In this post, I’ll backup the process to turn raspberry pi in to smart AP.
The need is to figure wich device is connecting to the AP and manipulate on it.
In this guid I’ll use raspberry pi 3 mainly because I have one in hands…
Pre requires
Raspberry pi 3
Raspbian os
AP Installation:
start by update and install :
sudo apt-get update
sudo apt-get install hostapd isc-dhcp-server iptables-persistent
edit the dhcpd.conf file :
sudo vim /etc/dhcp/dhcpd.conf
change :
option domain-name "example.org";
option domain-name-servers ns1.example.org, ns2.example.org;
to :
#option domain-name "example.org";
#option domain-name-servers ns1.example.org, ns2.example.org;
and change :
# If this DHCP server is the official DHCP server for the local
# network, the authoritative directive should be uncommented.
#authoritative;
to:
# If this DHCP server is the official DHCP server for the local
# network, the authoritative directive should be uncommented.
authoritative;
Add at the end :
subnet 192.168.42.0 netmask 255.255.255.0 {
range 192.168.42.10 192.168.42.150;
option broadcast-address 192.168.42.255;
option routers 192.168.42.1;
default-lease-time 600;
max-lease-time 7200;
option domain-name "local";
option domain-name-servers 8.8.8.8, 8.8.4.4;
}
After that edit the dhcp-server :
sudo vim /etc/default/isc-dhcp-server
to :
GNU nano 2.2.6 File: /etc/default/isc-dhcp-server
# Defaults for isc-dhcp-server initscript
# sourced by /etc/init.d/isc-dhcp-server
# installed at /etc/default/isc-dhcp-server by the maintainer scripts
#
# This is a POSIX shell fragment
#
# Path to dhcpd's config file (default: /etc/dhcp/dhcpd.conf).

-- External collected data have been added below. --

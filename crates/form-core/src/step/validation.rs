//! Validación de datos de un step.
//!
//! Un `StepValidator` combina reglas por campo (`FieldRule`) y chequeos
//! libres sobre todo el formulario. Los issues con `Severity::Error` bloquean
//! el submit; los `Warning` sólo se informan.

use once_cell::sync::Lazy;
use regex::Regex;
use serde_json::Value;

use crate::record::StepData;

#[derive(Debug, Clone, Copy, PartialEq, Eq)]
pub enum Severity {
    Error,
    Warning,
}

#[derive(Debug, Clone, PartialEq, Eq)]
pub enum IssueTarget {
    Field(String),
    Step,
}

#[derive(Debug, Clone, PartialEq, Eq)]
pub struct ValidationIssue {
    pub target: IssueTarget,
    pub severity: Severity,
    pub message: String,
}

impl ValidationIssue {
    pub fn field(name: impl Into<String>, message: impl Into<String>) -> Self {
        Self { target: IssueTarget::Field(name.into()),
               severity: Severity::Error,
               message: message.into() }
    }

    pub fn step(message: impl Into<String>) -> Self {
        Self { target: IssueTarget::Step,
               severity: Severity::Error,
               message: message.into() }
    }

    pub fn warning(mut self) -> Self {
        self.severity = Severity::Warning;
        self
    }

    pub fn is_error(&self) -> bool {
        self.severity == Severity::Error
    }
}

/// Vista de sólo lectura de los datos enviados.
#[derive(Debug, Clone, Copy)]
pub struct ValidationContext<'a> {
    step: &'a str,
    data: &'a StepData,
}

impl<'a> ValidationContext<'a> {
    pub fn new(step: &'a str, data: &'a StepData) -> Self {
        Self { step, data }
    }

    pub fn step(&self) -> &str {
        self.step
    }

    pub fn value(&self, name: &str) -> Option<&Value> {
        self.data.get(name)
    }

    /// Valor como texto; `""` si falta o es null.
    pub fn text(&self, name: &str) -> String {
        match self.value(name) {
            None | Some(Value::Null) => String::new(),
            Some(Value::String(s)) => s.clone(),
            Some(other) => other.to_string(),
        }
    }

    pub fn bool_value(&self, name: &str) -> Option<bool> {
        self.value(name).and_then(Value::as_bool)
    }

    pub fn is_empty(&self, name: &str) -> bool {
        self.text(name).trim().is_empty()
    }
}

pub type FieldRule = Box<dyn Fn(&str) -> Result<(), String> + Send + Sync>;

pub type StepCheck = Box<dyn Fn(&ValidationContext<'_>) -> Vec<ValidationIssue> + Send + Sync>;

pub fn min_length(min: usize) -> FieldRule {
    Box::new(move |value: &str| {
        if value.chars().count() < min {
            Err(format!("Minimum length is {min}"))
        } else {
            Ok(())
        }
    })
}

pub fn max_length(max: usize) -> FieldRule {
    Box::new(move |value: &str| {
        if value.chars().count() > max {
            Err(format!("Maximum length is {max}"))
        } else {
            Ok(())
        }
    })
}

pub fn regex(pattern: &str) -> Result<FieldRule, regex::Error> {
    let re = Regex::new(pattern)?;
    Ok(Box::new(move |value: &str| {
        if re.is_match(value) {
            Ok(())
        } else {
            Err(format!("Value must match pattern: {}", re.as_str()))
        }
    }))
}

static EMAIL_RE: Lazy<Regex> = Lazy::new(|| {
    Regex::new(r"^[a-zA-Z0-9._%+-]+@[a-zA-Z0-9.-]+\.[a-zA-Z]{2,}$").expect("static email pattern")
});

pub fn email() -> FieldRule {
    Box::new(|value: &str| {
        if EMAIL_RE.is_match(value) {
            Ok(())
        } else {
            Err("Enter a valid email address".to_string())
        }
    })
}

/// Validador de un step.
#[derive(Default)]
pub struct StepValidator {
    required: Vec<(String, String)>,
    rules: Vec<(String, FieldRule)>,
    checks: Vec<StepCheck>,
}

impl StepValidator {
    pub fn new() -> Self {
        Self::default()
    }

    /// El campo debe venir con un valor no vacío.
    pub fn require(mut self, field: impl Into<String>, message: impl Into<String>) -> Self {
        self.required.push((field.into(), message.into()));
        self
    }

    /// Regla sobre el texto del campo. No se evalúa si el campo está vacío.
    pub fn rule(mut self, field: impl Into<String>, rule: FieldRule) -> Self {
        self.rules.push((field.into(), rule));
        self
    }

    pub fn check(mut self, f: impl Fn(&ValidationContext<'_>) -> Vec<ValidationIssue> + Send + Sync + 'static) -> Self {
        self.checks.push(Box::new(f));
        self
    }

    pub fn validate(&self, ctx: &ValidationContext<'_>) -> Vec<ValidationIssue> {
        let mut issues = Vec::new();
        for (field, message) in &self.required {
            if ctx.is_empty(field) {
                issues.push(ValidationIssue::field(field.clone(), message.clone()));
            }
        }
        for (field, rule) in &self.rules {
            if ctx.is_empty(field) {
                continue;
            }
            if let Err(message) = rule(&ctx.text(field)) {
                issues.push(ValidationIssue::field(field.clone(), message));
            }
        }
        for check in &self.checks {
            issues.extend(check(ctx));
        }
        issues
    }
}

impl std::fmt::Debug for StepValidator {
    fn fmt(&self, f: &mut std::fmt::Formatter<'_>) -> std::fmt::Result {
        f.debug_struct("StepValidator")
         .field("required", &self.required)
         .field("rules", &self.rules.len())
         .field("checks", &self.checks.len())
         .finish()
    }
}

#DHCPD_CONF=/etc/dhcp/dhcpd.conf
# Path to dhcpd's PID file (default: /var/run/dhcpd.pid).
#DHCPD_PID=/var/run/dhcpd.pid
# Additional options to start dhcpd with.
# Don't use options -cf or -pf here; use DHCPD_CONF/ DHCPD_PID instead
#OPTIONS=""
# On what interfaces should the DHCP server (dhcpd) serve DHCP requests?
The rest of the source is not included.